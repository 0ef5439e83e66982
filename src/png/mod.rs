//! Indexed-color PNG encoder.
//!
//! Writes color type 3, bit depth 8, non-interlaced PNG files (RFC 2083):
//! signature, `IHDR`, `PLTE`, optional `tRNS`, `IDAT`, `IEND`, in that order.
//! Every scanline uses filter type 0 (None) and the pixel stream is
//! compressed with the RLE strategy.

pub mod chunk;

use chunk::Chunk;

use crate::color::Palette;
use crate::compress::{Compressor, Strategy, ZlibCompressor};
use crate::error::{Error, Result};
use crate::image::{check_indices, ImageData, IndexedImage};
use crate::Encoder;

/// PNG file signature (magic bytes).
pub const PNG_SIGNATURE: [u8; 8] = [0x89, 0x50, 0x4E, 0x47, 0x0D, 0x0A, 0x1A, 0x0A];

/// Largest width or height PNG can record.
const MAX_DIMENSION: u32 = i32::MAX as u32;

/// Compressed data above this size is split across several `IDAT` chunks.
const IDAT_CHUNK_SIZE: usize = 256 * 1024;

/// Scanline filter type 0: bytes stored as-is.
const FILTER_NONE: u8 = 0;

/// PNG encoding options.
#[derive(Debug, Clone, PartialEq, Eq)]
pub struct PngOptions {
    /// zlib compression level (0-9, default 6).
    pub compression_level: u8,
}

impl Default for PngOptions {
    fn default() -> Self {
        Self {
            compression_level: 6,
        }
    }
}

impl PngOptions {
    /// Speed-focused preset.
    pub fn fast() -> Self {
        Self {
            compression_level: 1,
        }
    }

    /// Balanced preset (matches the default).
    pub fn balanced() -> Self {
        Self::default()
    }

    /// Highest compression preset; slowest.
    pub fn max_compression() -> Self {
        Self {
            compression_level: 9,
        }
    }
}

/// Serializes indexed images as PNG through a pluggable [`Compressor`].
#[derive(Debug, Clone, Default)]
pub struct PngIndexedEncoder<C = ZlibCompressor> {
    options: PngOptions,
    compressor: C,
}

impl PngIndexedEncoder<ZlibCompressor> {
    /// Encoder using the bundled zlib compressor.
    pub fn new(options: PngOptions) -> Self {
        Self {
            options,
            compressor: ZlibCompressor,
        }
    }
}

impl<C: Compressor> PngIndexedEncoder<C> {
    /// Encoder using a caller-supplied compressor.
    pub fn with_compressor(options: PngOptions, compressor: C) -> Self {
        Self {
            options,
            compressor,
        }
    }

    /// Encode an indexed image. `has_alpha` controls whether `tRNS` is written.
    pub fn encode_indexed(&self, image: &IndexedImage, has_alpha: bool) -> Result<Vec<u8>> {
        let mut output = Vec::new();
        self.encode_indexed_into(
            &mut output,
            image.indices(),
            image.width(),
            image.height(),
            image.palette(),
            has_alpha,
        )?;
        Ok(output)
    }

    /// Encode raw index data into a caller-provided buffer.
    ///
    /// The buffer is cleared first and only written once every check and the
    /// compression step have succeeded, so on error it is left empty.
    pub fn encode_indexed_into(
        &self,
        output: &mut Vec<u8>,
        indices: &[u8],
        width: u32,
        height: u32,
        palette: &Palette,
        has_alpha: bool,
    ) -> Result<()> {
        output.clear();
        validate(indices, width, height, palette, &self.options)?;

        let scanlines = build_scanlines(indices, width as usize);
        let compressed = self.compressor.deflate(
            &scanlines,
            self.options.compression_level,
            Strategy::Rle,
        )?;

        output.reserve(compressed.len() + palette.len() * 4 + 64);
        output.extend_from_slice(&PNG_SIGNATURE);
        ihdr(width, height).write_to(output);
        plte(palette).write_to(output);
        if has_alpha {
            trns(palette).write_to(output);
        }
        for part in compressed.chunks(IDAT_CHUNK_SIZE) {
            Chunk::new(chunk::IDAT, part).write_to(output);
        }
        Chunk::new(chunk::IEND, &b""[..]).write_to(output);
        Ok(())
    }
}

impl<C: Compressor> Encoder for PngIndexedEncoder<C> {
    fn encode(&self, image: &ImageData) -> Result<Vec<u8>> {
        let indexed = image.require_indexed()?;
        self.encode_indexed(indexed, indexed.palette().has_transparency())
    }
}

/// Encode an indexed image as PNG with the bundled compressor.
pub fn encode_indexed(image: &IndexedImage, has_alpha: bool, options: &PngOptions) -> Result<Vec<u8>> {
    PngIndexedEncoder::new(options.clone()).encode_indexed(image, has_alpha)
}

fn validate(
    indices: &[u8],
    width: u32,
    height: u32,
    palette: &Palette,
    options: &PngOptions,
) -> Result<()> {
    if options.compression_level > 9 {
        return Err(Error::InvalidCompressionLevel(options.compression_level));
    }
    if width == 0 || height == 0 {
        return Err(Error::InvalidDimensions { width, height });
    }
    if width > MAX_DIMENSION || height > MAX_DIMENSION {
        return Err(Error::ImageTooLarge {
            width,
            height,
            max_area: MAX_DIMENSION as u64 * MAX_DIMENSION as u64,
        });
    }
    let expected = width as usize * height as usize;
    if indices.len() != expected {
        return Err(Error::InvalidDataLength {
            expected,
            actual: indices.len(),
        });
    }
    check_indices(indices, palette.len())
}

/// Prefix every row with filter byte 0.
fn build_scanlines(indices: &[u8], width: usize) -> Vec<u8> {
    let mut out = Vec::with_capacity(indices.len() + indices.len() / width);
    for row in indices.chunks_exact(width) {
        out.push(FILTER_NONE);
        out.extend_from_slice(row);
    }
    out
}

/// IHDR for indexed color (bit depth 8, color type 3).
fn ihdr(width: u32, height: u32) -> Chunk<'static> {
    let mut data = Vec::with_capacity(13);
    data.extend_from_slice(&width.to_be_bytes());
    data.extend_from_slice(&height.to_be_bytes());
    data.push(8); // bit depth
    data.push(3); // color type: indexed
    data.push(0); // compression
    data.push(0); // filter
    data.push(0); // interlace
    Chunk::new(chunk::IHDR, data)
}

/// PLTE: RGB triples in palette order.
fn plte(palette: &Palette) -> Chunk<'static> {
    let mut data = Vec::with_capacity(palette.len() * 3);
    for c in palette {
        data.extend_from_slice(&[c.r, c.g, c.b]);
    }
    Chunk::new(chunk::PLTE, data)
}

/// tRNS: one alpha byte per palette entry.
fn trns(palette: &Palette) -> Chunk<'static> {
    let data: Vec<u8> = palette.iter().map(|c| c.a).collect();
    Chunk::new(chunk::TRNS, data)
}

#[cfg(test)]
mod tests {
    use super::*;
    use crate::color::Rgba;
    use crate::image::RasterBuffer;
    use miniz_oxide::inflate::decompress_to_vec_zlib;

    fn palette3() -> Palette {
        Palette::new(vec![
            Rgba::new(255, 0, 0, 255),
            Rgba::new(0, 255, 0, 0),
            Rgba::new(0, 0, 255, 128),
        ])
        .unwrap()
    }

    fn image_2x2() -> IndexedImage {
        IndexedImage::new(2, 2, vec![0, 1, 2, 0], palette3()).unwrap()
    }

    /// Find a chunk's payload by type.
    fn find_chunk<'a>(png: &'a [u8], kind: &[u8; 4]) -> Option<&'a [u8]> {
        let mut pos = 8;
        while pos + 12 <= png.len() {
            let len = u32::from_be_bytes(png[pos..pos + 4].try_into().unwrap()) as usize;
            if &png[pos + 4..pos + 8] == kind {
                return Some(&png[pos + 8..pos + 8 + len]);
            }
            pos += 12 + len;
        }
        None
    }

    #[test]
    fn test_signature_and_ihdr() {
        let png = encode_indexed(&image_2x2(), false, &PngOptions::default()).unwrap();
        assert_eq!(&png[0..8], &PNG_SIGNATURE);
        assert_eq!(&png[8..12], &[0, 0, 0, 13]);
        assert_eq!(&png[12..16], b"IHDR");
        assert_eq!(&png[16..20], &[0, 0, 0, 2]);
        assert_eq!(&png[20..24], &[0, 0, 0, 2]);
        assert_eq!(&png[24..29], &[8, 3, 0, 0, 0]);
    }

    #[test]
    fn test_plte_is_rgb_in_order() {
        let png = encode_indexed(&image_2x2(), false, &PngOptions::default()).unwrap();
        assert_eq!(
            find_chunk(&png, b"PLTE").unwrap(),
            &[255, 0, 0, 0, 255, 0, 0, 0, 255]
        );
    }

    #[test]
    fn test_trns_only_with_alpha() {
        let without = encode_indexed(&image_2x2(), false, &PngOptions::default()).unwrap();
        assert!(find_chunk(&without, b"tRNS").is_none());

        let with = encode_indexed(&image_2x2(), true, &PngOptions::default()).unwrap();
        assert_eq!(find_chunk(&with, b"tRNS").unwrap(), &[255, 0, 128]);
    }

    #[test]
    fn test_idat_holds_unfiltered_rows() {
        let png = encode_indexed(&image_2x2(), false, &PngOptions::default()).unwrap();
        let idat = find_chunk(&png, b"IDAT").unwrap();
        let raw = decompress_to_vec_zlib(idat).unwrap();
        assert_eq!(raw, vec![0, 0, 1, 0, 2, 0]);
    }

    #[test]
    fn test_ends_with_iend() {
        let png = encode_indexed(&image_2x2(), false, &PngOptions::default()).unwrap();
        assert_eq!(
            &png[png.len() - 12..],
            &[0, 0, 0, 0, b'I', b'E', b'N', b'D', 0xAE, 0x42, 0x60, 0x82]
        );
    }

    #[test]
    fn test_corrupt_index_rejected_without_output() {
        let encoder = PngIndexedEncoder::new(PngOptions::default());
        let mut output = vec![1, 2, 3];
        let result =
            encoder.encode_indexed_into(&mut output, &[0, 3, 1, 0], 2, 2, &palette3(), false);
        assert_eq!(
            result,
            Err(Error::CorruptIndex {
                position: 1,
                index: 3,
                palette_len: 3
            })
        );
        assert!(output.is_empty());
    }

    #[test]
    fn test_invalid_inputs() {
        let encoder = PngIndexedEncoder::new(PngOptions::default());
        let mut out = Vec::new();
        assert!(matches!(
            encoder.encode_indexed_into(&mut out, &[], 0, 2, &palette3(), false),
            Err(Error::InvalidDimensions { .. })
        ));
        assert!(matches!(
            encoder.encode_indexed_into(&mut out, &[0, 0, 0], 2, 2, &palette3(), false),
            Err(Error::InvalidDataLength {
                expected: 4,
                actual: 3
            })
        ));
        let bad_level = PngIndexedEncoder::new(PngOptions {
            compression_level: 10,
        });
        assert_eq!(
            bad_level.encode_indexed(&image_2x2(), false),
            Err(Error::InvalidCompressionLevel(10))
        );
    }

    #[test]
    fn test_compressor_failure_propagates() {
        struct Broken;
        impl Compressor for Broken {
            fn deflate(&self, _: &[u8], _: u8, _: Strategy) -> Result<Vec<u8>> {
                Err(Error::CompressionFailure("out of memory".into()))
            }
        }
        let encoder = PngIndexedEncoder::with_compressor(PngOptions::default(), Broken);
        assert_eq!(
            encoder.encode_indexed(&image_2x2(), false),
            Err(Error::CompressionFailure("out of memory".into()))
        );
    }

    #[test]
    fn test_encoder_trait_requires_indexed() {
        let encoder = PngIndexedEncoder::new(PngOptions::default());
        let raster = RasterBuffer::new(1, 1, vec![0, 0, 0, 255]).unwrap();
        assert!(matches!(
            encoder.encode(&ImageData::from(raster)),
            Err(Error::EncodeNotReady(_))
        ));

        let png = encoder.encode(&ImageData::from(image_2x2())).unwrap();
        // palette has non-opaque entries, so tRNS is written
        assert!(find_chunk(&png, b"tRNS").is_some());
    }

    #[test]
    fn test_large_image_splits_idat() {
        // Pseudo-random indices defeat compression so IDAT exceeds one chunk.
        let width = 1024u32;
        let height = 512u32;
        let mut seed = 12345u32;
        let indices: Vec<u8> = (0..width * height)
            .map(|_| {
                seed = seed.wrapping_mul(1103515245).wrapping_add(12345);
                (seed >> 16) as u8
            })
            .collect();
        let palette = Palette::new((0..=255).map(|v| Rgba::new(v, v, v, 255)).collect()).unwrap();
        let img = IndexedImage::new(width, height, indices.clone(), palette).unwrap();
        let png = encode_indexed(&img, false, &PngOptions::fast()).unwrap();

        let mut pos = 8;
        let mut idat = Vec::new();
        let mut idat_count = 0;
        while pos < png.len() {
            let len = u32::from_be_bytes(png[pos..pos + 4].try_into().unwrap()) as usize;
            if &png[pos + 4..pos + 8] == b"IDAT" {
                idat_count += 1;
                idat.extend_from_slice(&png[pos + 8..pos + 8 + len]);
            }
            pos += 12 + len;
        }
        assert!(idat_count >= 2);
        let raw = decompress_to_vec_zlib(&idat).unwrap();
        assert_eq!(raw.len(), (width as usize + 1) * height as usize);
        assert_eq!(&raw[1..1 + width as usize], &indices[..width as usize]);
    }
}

How to complete this task => Please copy, exactly and with nothing else, the lines above beginning at the line that has "pub fn balanced()" and ending with the line that has "Serializes indexed images".

Result below =>
    pub fn balanced() -> Self {
        Self::default()
    }

    /// Highest compression preset; slowest.
    pub fn max_compression() -> Self {
        Self {
            compression_level: 9,
        }
    }
}

/// Serializes indexed images as PNG through a pluggable [`Compressor`].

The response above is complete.